◆ **Exercise requirements**: Which lines in the data below contain the word "subscription"? Copy each of them.

Excerpts from a dataset
┄┄┄┄┄┄┄┄┄┄
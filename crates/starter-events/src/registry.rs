// File: starter-events/src/registry.rs
// Purpose: Keyed handler lists with stable ids and snapshot dispatch

use std::collections::HashMap;
use std::sync::atomic::{AtomicBool, Ordering};
use std::sync::{Arc, Mutex, MutexGuard, PoisonError};

use crate::subscription::{next_handler_id, Detach, HandlerId};

struct Entry<H: ?Sized> {
    id: HandlerId,
    once: bool,
    handler: Arc<H>,
}

/// Handler lists keyed by event (or namespace) name.
///
/// The lock is only held while the lists are read or edited. Dispatch takes a
/// snapshot of the handlers first so that handlers are free to subscribe,
/// unsubscribe or emit re-entrantly.
pub(crate) struct Registry<H: ?Sized> {
    lists: Mutex<HashMap<String, Vec<Entry<H>>>>,
    closed: AtomicBool,
}

impl<H: ?Sized> Registry<H> {
    pub(crate) fn new() -> Self {
        Self {
            lists: Mutex::new(HashMap::new()),
            closed: AtomicBool::new(false),
        }
    }

    fn lists(&self) -> MutexGuard<'_, HashMap<String, Vec<Entry<H>>>> {
        self.lists.lock().unwrap_or_else(PoisonError::into_inner)
    }

    pub(crate) fn add(&self, key: &str, handler: Arc<H>, once: bool) -> HandlerId {
        let id = next_handler_id();
        if self.is_closed() {
            return id;
        }
        self.lists()
            .entry(key.to_string())
            .or_default()
            .push(Entry { id, once, handler });
        id
    }

    pub(crate) fn remove(&self, key: &str, id: HandlerId) -> bool {
        let mut lists = self.lists();
        let Some(list) = lists.get_mut(key) else {
            return false;
        };
        let before = list.len();
        list.retain(|entry| entry.id != id);
        let removed = list.len() != before;
        if list.is_empty() {
            lists.remove(key);
        }
        removed
    }

    /// Handlers registered under `key`, in subscription order.
    ///
    /// One-shot entries are detached as part of taking the snapshot, so a
    /// re-entrant emit cannot fire them a second time.
    pub(crate) fn snapshot(&self, key: &str) -> Vec<Arc<H>> {
        if self.is_closed() {
            return Vec::new();
        }
        let mut lists = self.lists();
        let Some(list) = lists.get_mut(key) else {
            return Vec::new();
        };
        let handlers = list.iter().map(|entry| entry.handler.clone()).collect();
        list.retain(|entry| !entry.once);
        if list.is_empty() {
            lists.remove(key);
        }
        handlers
    }

    pub(crate) fn count(&self, key: &str) -> usize {
        self.lists().get(key).map_or(0, Vec::len)
    }

    pub(crate) fn close(&self) {
        self.closed.store(true, Ordering::SeqCst);
        self.lists().clear();
    }

    pub(crate) fn is_closed(&self) -> bool {
        self.closed.load(Ordering::SeqCst)
    }
}

impl<H: ?Sized + Send + Sync> Detach for Registry<H> {
    fn detach(&self, key: &str, id: HandlerId) {
        self.remove(key, id);
    }
}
┄┄┄┄┄┄┄┄┄┄
◆ **Exercise result**:
use crate::subscription::{next_handler_id, Detach, HandlerId};
    /// Handlers registered under `key`, in subscription order.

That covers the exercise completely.